Who Should Dig Up Tubers?
Since dahlia tubers are temperature sensitive and only survive as far north as USDA zone 8, cold-climate gardeners are the ones who need to dig up the tubers and overwinter them. If you live in the mild temperature growing zones 8 to 10, you're fortunate that you can leave your dahlias in the ground and simply cut back the foliage. Then, patiently wait for them to grow again in spring.
When to Dig Up Tubers
You will notice after the first light frost that dahlia leaves turn brown, but don't worry because only the above-ground vegetation has been affected, and your tubers are still alive waiting for you to dig them up and store them away until next spring. Remember to label your plants with survey tape before removing them so you know what the varieties are.
How to Dig Up Tubers
You can dig up dahlia tubers with a garden fork or a regular shovel. Just be careful not to let the tool nick or pierce the easily damaged tubers—even minor punctures can introduce rot-inducing pathogens.
Begin by cutting back all the stems to within four inches of the ground, then loosen the soil around the tuber by pushing the tool of choice into the ground about a foot away from the plant. Carefully pry up the root ball, and with one hand on the fragile stem and the other under the clump of tubers, you can remove the mass from the hole. According to The American Dahlia Society, several methods of storing tubers can work equally as well "as long as the procedure keeps the tubers cool (above freezing but ideally below 50 degrees) and allows an exchange of moisture between the tubers and the storage medium. The containers, however, must retain the moisture in the storage medium. If the moisture escapes, the tubers tend to shrivel."

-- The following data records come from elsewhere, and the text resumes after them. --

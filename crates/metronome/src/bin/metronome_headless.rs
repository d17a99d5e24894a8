//! # Metronome Headless Driver
//!
//! Runs the frame loop against a window that draws nothing.
//!
//! ## Usage
//!
//! ```bash
//! metronome_headless --config metronome.toml --frames 600
//! ```

use std::cell::Cell;
use std::error::Error as _;
use std::path::PathBuf;
use std::process::ExitCode;
use std::rc::Rc;

use metronome_core::{
    HeadlessWindow, Lifetime, LoopStats, Runtime, RuntimeConfig, RuntimeError, RuntimeResult,
    Stage,
};

/// Frames run when `--frames` is not given.
const DEFAULT_FRAMES: u64 = 600;

/// Spawn one entity every this many frames while playing.
const SPAWN_INTERVAL: u64 = 30;

/// Counters shared between the demo systems and `main`.
#[derive(Default)]
struct DemoCounters {
    fixed_ticks: Cell<u64>,
    spawned: Cell<u64>,
    score: Cell<u64>,
    rendered: Cell<u64>,
    alpha_sum: Cell<f64>,
}

/// Score kept as a transient resource while playing.
struct Score(u64);

struct Args {
    config: Option<PathBuf>,
    frames: u64,
}

fn parse_args() -> Option<Args> {
    let args: Vec<String> = std::env::args().collect();
    let mut parsed = Args {
        config: None,
        frames: DEFAULT_FRAMES,
    };

    let mut i = 1;
    while i < args.len() {
        match args[i].as_str() {
            "--config" | "-c" => {
                if i + 1 < args.len() {
                    parsed.config = Some(PathBuf::from(&args[i + 1]));
                    i += 1;
                }
            }
            "--frames" | "-f" => {
                if i + 1 < args.len() {
                    parsed.frames = args[i + 1].parse().unwrap_or(DEFAULT_FRAMES);
                    i += 1;
                }
            }
            "--help" | "-h" => {
                println!("Usage: metronome_headless [OPTIONS]");
                println!();
                println!("Options:");
                println!("  -c, --config <PATH>    TOML runtime config (default: built-in)");
                println!("  -f, --frames <N>       Frames to run (default: {DEFAULT_FRAMES})");
                println!("  -h, --help             Show this help");
                return None;
            }
            other => eprintln!("ignoring unknown argument '{other}'"),
        }
        i += 1;
    }
    Some(parsed)
}

fn register_states(runtime: &mut Runtime) -> RuntimeResult<()> {
    let states = runtime.world_mut().states_mut();
    states.register("menu")?;
    states.register("playing")?;

    states.bind_enter("menu", |_| {
        tracing::info!("entered menu");
        Ok(())
    })?;
    states.bind_exit("menu", |_| {
        tracing::info!("leaving menu");
        Ok(())
    })?;
    states.bind_enter("playing", |world| {
        let player = world.spawn()?;
        tracing::info!("entered playing, player {}", player);
        Ok(())
    })?;
    Ok(())
}

fn register_systems(runtime: &mut Runtime, counters: &Rc<DemoCounters>) -> RuntimeResult<()> {
    runtime.add_system(Stage::Booting, "open_menu", |world| {
        world.states_mut().request("menu")
    })?;

    let spawner = Rc::clone(counters);
    runtime.add_system(Stage::Variable, "gameplay", move |world| {
        let frame = world.time()?.frame;
        if world.states().is_in("menu")? {
            if frame >= 2 {
                world.states_mut().request("playing")?;
                world.resources_mut().add(Score(0), Lifetime::Transient)?;
            }
            return Ok(());
        }

        if frame % SPAWN_INTERVAL == 0 {
            world.spawn()?;
            spawner.spawned.set(spawner.spawned.get() + 1);
            if let Some(score) = world.resources_mut().try_get_mut::<Score>()? {
                score.0 += 10;
                spawner.score.set(score.0);
            }
        }
        Ok(())
    })?;

    let ticker = Rc::clone(counters);
    runtime.add_system(Stage::FixedStep, "tick_counter", move |world| {
        let fixed_tick = world.time()?.fixed_tick;
        ticker.fixed_ticks.set(fixed_tick);
        Ok(())
    })?;

    let renderer = Rc::clone(counters);
    runtime.add_system(Stage::Rendering, "draw", move |world| {
        let alpha = world.time()?.alpha;
        if !(0.0..=1.0).contains(&alpha) {
            return Err(RuntimeError::CallbackFailed(format!("alpha {alpha} out of range")));
        }
        renderer.rendered.set(renderer.rendered.get() + 1);
        renderer.alpha_sum.set(renderer.alpha_sum.get() + alpha);
        Ok(())
    })?;

    runtime.add_system(Stage::Exiting, "farewell", |_| {
        tracing::info!("exiting");
        Ok(())
    })?;
    Ok(())
}

fn print_summary(stats: &LoopStats, counters: &DemoCounters, final_state: Option<&str>) {
    let rendered = counters.rendered.get();
    let avg_alpha = if rendered == 0 {
        0.0
    } else {
        counters.alpha_sum.get() / rendered as f64
    };

    println!("┌─ LOOP ─────────────────────────────────────────────────────────┐");
    println!("│ Frames:             {}", stats.frames);
    println!(
        "│ Average Frame:      {:.3} ms ({:.1} FPS)",
        stats.avg_frame_ms(),
        stats.avg_fps()
    );
    println!(
        "│ Fixed Steps:        {} ({:.2} per frame)",
        stats.fixed_steps,
        stats.avg_fixed_steps()
    );
    println!(
        "│ Spiral Clamps:      {} ({:.4} s shed)",
        stats.spiral_clamps, stats.shed_seconds
    );
    println!("└──────────────────────────────────────────────────────────────────┘");
    println!();
    println!("┌─ DEMO ─────────────────────────────────────────────────────────┐");
    println!("│ Final State:        {}", final_state.unwrap_or("<none>"));
    println!("│ Fixed Ticks Seen:   {}", counters.fixed_ticks.get());
    println!("│ Entities Spawned:   {}", counters.spawned.get());
    println!("│ Score:              {}", counters.score.get());
    println!("│ Average Alpha:      {avg_alpha:.3}");
    println!("└──────────────────────────────────────────────────────────────────┘");
}

fn run(args: &Args) -> RuntimeResult<()> {
    let config = match &args.config {
        Some(path) => RuntimeConfig::load(path)?,
        None => RuntimeConfig::default(),
    };

    println!("┌─ CONFIGURATION ─────────────────────────────────────────────────┐");
    println!(
        "│ Window:             {}x{} \"{}\"",
        config.window.width, config.window.height, config.window.title
    );
    println!("│ Fixed Step:         {:.4} s", config.timing.fixed_step);
    println!("│ Max Frame Delta:    {:.3} s", config.timing.max_frame_delta);
    println!("│ Max Fixed Steps:    {}", config.timing.max_fixed_steps);
    println!("│ Frames:             {}", args.frames);
    println!("└──────────────────────────────────────────────────────────────────┘");
    println!();

    let counters = Rc::new(DemoCounters::default());
    let mut runtime = Runtime::new(config)?;
    register_states(&mut runtime)?;
    register_systems(&mut runtime, &counters)?;

    let mut window = HeadlessWindow::new(Some(args.frames));
    let stats = runtime.run(&mut window)?;

    print_summary(&stats, &counters, runtime.world().states().current());
    Ok(())
}

fn main() -> ExitCode {
    println!("╔══════════════════════════════════════════════════════════════════╗");
    println!("║         METRONOME HEADLESS                                       ║");
    println!("╚══════════════════════════════════════════════════════════════════╝");
    println!();

    let Some(args) = parse_args() else {
        return ExitCode::SUCCESS;
    };

    match run(&args) {
        Ok(()) => ExitCode::SUCCESS,
        Err(err) => {
            eprintln!("error: {err}");
            let mut source = err.source();
            while let Some(cause) = source {
                eprintln!("  caused by: {cause}");
                source = cause.source();
            }
            ExitCode::FAILURE
        }
    }
}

Some gardeners carefully dislodge most of the dirt from the tubers and then swish the tubers around in a bucket of water or hose them down to remove the dirt still clinging on. You can also take an extra step and sprinkle sulfur dust onto cleaned and dried tubers to prevent rot and deter fungus, then come spring plant them dust and all. Other gardeners recommend letting the tuber dirt clumps air dry for a day or two and then storing the entire root ball as it came out of the ground.
How to Pack Tubers
Packing can be done in various ways. One method is to hang the tubers upside down with twine, while some gardeners place the tubers in a mesh bag and allow them to cure outdoors for two weeks. This method only works if temperatures stay above freezing and there is no forecasted rain. If rain is forecasted, move the tubers indoors to a spot without direct sunlight. Some gardeners plant the root balls in large nursery pots or ventilated cardboard boxes partially filled with damp potting soil, peat moss, or sand. Another option is to store several clumps of tubers together in large black plastic trash bags with the top gathered so moisture stays in but there's still some air circulation.
Where to Store Tubers
Store the pots, boxes, or bags of tubers in a dark, cool, humid place where temperatures stay between 45 and 50 degrees. Remember: A frozen tuber is a dead tuber.
When to Check on Your Tubers
Periodically through the winter inspect your tubers for rot or if they're drying out. Carefully remove any mushy ones and reduce the moisture level if that happens. If the tubers appear dry or wrinkled give them a mist with water or add some damp growing mix to rehydrate them.